Curiosa elección de palabras porque eso de llevar al compromiso no parece claro. Yo creo que compromiso no hay por parte de nadie. El Señor Secretario afirma, simplemente, que todo va a seguir igual. De lo que por cierto no se puede estar seguro porque si algo muestran las cifras es la irregularidad de estas entradas de capital… y eso sin contar las salidas.

Es más bien un juego de adivinanza en que nuestros altos burócratas no se han distinguido por su buen tino. Me recuerda a las galletas de la suerte del café de chinos que siempre ofrecen viajes y riquezas inesperadas. Yo las guardo cuidadosamente por aquello de poder luego reclamar el compromiso.

Lo importante es que el Sr. Secretario, basado en los registros de los dos últimos años piensa que en el sexenio entrará esa cantidad de dólares. Según datos del Banco de México en 2013 y 2014 entraron casi 67 mil millones de dólares –mmd- de IED. Hasta aquí vamos bien, solo que también salieron casi 21 mmd que los mexicanos sacaron del país. Entonces la entrada neta fue, en promedio de 23 mmd.

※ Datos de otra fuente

//! Polling worker that drives pending jobs through their processors.
//!
//! One long-lived Tokio task. Every `poll_interval` it fetches the oldest
//! pending jobs and handles them one at a time: match a processor, claim,
//! execute, record the outcome. Cycles never overlap because each one is
//! awaited inside the loop.

use std::sync::Arc;
use std::time::Duration;

use catcher_core::job::{can_retry, NO_PROCESSOR_REASON};
use catcher_core::processing::{ProcessError, ProcessRequest, ProcessorRegistry};
use catcher_db::models::job::Job;
use tokio::time::MissedTickBehavior;
use tokio_util::sync::CancellationToken;

use crate::service::JobService;

/// Default polling interval for the worker loop.
const DEFAULT_POLL_INTERVAL: Duration = Duration::from_secs(5);

/// Default number of executions a job gets before it is failed for good.
const DEFAULT_MAX_RETRIES: u32 = 3;

/// Pending jobs fetched per cycle.
const DEFAULT_BATCH_SIZE: i64 = 10;

/// Tuning knobs for [`Worker`].
#[derive(Debug, Clone)]
pub struct WorkerConfig {
    pub poll_interval: Duration,
    /// A failed execution is retried while `attempts < max_retries`.
    pub max_retries: u32,
    pub batch_size: i64,
}

impl Default for WorkerConfig {
    fn default() -> Self {
        Self {
            poll_interval: DEFAULT_POLL_INTERVAL,
            max_retries: DEFAULT_MAX_RETRIES,
            batch_size: DEFAULT_BATCH_SIZE,
        }
    }
}

/// What happened to a single job during a cycle.
#[derive(Debug, Clone, Copy, PartialEq, Eq)]
pub enum JobOutcome {
    Completed,
    /// Execution failed and the job went back to `pending`.
    Retried,
    /// Execution failed with no retries left.
    Failed,
    /// No processor matches the URL; failed without being claimed.
    Unmatched,
    /// Someone else claimed the job first.
    Skipped,
    /// Shutdown killed the command; the job stays `processing` until the
    /// next start requeues it.
    Interrupted,
}

/// Tally of one poll cycle.
#[derive(Debug, Default, Clone, PartialEq, Eq)]
pub struct CycleReport {
    pub completed: usize,
    pub retried: usize,
    pub failed: usize,
    pub unmatched: usize,
    pub skipped: usize,
    pub interrupted: usize,
    /// Jobs abandoned because of a storage error.
    pub errored: usize,
}

impl CycleReport {
    fn record(&mut self, outcome: Option<JobOutcome>) {
        match outcome {
            Some(JobOutcome::Completed) => self.completed += 1,
            Some(JobOutcome::Retried) => self.retried += 1,
            Some(JobOutcome::Failed) => self.failed += 1,
            Some(JobOutcome::Unmatched) => self.unmatched += 1,
            Some(JobOutcome::Skipped) => self.skipped += 1,
            Some(JobOutcome::Interrupted) => self.interrupted += 1,
            None => self.errored += 1,
        }
    }

    pub fn total(&self) -> usize {
        self.completed
            + self.retried
            + self.failed
            + self.unmatched
            + self.skipped
            + self.interrupted
            + self.errored
    }
}

/// Background job worker.
pub struct Worker {
    service: JobService,
    registry: Arc<ProcessorRegistry>,
    config: WorkerConfig,
}

impl Worker {
    pub fn new(service: JobService, registry: Arc<ProcessorRegistry>, config: WorkerConfig) -> Self {
        Self {
            service,
            registry,
            config,
        }
    }

    /// Run the worker loop until the cancellation token is triggered.
    ///
    /// Cancellation is observed between cycles and between jobs. A running
    /// command receives the same token and is killed; its job is left
    /// `processing` for [`JobService::recover_stale`] at the next start.
    pub async fn run(&self, cancel: CancellationToken) {
        let mut ticker = tokio::time::interval(self.config.poll_interval);
        ticker.set_missed_tick_behavior(MissedTickBehavior::Delay);

        tracing::info!(
            poll_interval_ms = self.config.poll_interval.as_millis() as u64,
            max_retries = self.config.max_retries,
            processors = self.registry.len(),
            "Job worker started",
        );

        loop {
            tokio::select! {
                _ = cancel.cancelled() => {
                    tracing::info!("Job worker shutting down");
                    break;
                }
                _ = ticker.tick() => {
                    self.poll_once(&cancel).await;
                }
            }
        }
    }

    /// One poll cycle: fetch a batch of pending jobs and handle them in order.
    pub async fn poll_once(&self, cancel: &CancellationToken) -> CycleReport {
        let mut report = CycleReport::default();

        let jobs = match self.service.get_pending(self.config.batch_size).await {
            Ok(jobs) => jobs,
            Err(e) => {
                tracing::error!(error = %e, "Failed to fetch pending jobs");
                return report;
            }
        };

        for job in &jobs {
            if cancel.is_cancelled() {
                break;
            }
            report.record(self.process_job(job, cancel).await);
        }

        if report.total() > 0 {
            tracing::debug!(?report, "Poll cycle finished");
        }
        report
    }

    /// Handle one job. `None` means a storage error abandoned it for this cycle.
    async fn process_job(&self, job: &Job, cancel: &CancellationToken) -> Option<JobOutcome> {
        let Some(processor) = self.registry.find(&job.url) else {
            tracing::warn!(job_id = job.id, url = %job.url, "No processor for URL");
            if let Err(e) = self.service.mark_failed(job.id, NO_PROCESSOR_REASON).await {
                tracing::error!(job_id = job.id, error = %e, "Failed to mark job failed");
                return None;
            }
            return Some(JobOutcome::Unmatched);
        };

        match self.service.mark_processing(job.id).await {
            Ok(()) => {}
            Err(e) if e.is_not_found() => {
                tracing::debug!(job_id = job.id, "Job already claimed, skipping");
                return Some(JobOutcome::Skipped);
            }
            Err(e) => {
                tracing::error!(job_id = job.id, error = %e, "Failed to claim job");
                return None;
            }
        }

        // The fetched copy predates the claim; reload for the new attempt count.
        let job = match self.service.get(job.id).await {
            Ok(job) => job,
            Err(e) => {
                tracing::error!(job_id = job.id, error = %e, "Failed to reload claimed job");
                return None;
            }
        };

        tracing::info!(
            job_id = job.id,
            processor = %processor.name(),
            attempt = job.attempts,
            url = %job.url,
            "Processing job",
        );

        let request = ProcessRequest {
            job_id: job.id,
            url: job.url.clone(),
        };

        match processor.process(&request, cancel).await {
            Ok(()) => {
                if let Err(e) = self.service.mark_complete(job.id).await {
                    tracing::error!(job_id = job.id, error = %e, "Failed to mark job complete");
                    return None;
                }
                tracing::info!(
                    job_id = job.id,
                    processor = %processor.name(),
                    url = %job.url,
                    "Job completed",
                );
                Some(JobOutcome::Completed)
            }
            Err(ProcessError::Cancelled { command }) => {
                tracing::warn!(
                    job_id = job.id,
                    command = %command,
                    "Job interrupted by shutdown, leaving it for recovery",
                );
                Some(JobOutcome::Interrupted)
            }
            Err(process_err) => {
                let reason = process_err.to_string();
                if can_retry(job.attempts, job.status, self.config.max_retries) {
                    tracing::warn!(
                        job_id = job.id,
                        attempt = job.attempts,
                        max_retries = self.config.max_retries,
                        error = %reason,
                        "Job failed, will retry",
                    );
                    if let Err(e) = self.service.mark_retry(job.id, &reason).await {
                        tracing::error!(job_id = job.id, error = %e, "Failed to requeue job");
                        return None;
                    }
                    Some(JobOutcome::Retried)
                } else {
                    tracing::error!(
                        job_id = job.id,
                        attempt = job.attempts,
                        error = %reason,
                        "Job failed permanently",
                    );
                    if let Err(e) = self.service.mark_failed(job.id, &reason).await {
                        tracing::error!(job_id = job.id, error = %e, "Failed to mark job failed");
                        return None;
                    }
                    Some(JobOutcome::Failed)
                }
            }
        }
    }
}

Si extendemos la mirada a tres años y debido a que la IED del 2012 fue negativa, el promedio se cae a solo 11 mmd. Así que en realidad con las cifras de los últimos años podemos decir cualquier cosa y el cálculo esperanzado del secretario de economía implica que se podrá atraer muchos más dólares que en los últimos años. Ésta fue la apuesta de la reforma energética y por eso ahora se le ceden incluso los campos anteriormente reservados para Pemex.

La cifra elegida, de 180 mmd de inversión externa en el sexenio, corresponde gruesamente a lo necesario para cubrir el déficit de cuenta corriente; es decir el que calcula comercio, remesas y el pago de intereses de la deuda. Así que en el fondo lo que dice es que vamos a estar equilibrados.

Puede que sí, puede que no. Mejor nos enteramos cuales son las áreas atractivas a esa futura inversión. De acuerdo a lo declarado estos capitales llegarán a invertir en manufacturas para la exportación; desarrollo urbano en viviendas y corporativos para ofrecer servicios a la industria energética (en Yucatán, por ejemplo), y en los sectores automotriz, aeroespacial y desarrollador de tecnologías de la información.

Ya me aprestaba a criticar sus afirmaciones cuando caigo en la cuenta de que tengo que meter reversa. Si hubiera dicho que habrá inversión para el mercado interno yo me permitiría recordar que este mercado se enaniza, que la población gana cada vez menos y ni siquiera tenemos inflación por la peor de las razones; no hay demanda.

Pero el Sr. Secretario apunta solamente destinos de inversión encausados a la exportación. Esta medianamente en lo correcto; nadie querría invertir para producir lo que consumen los mexicanos.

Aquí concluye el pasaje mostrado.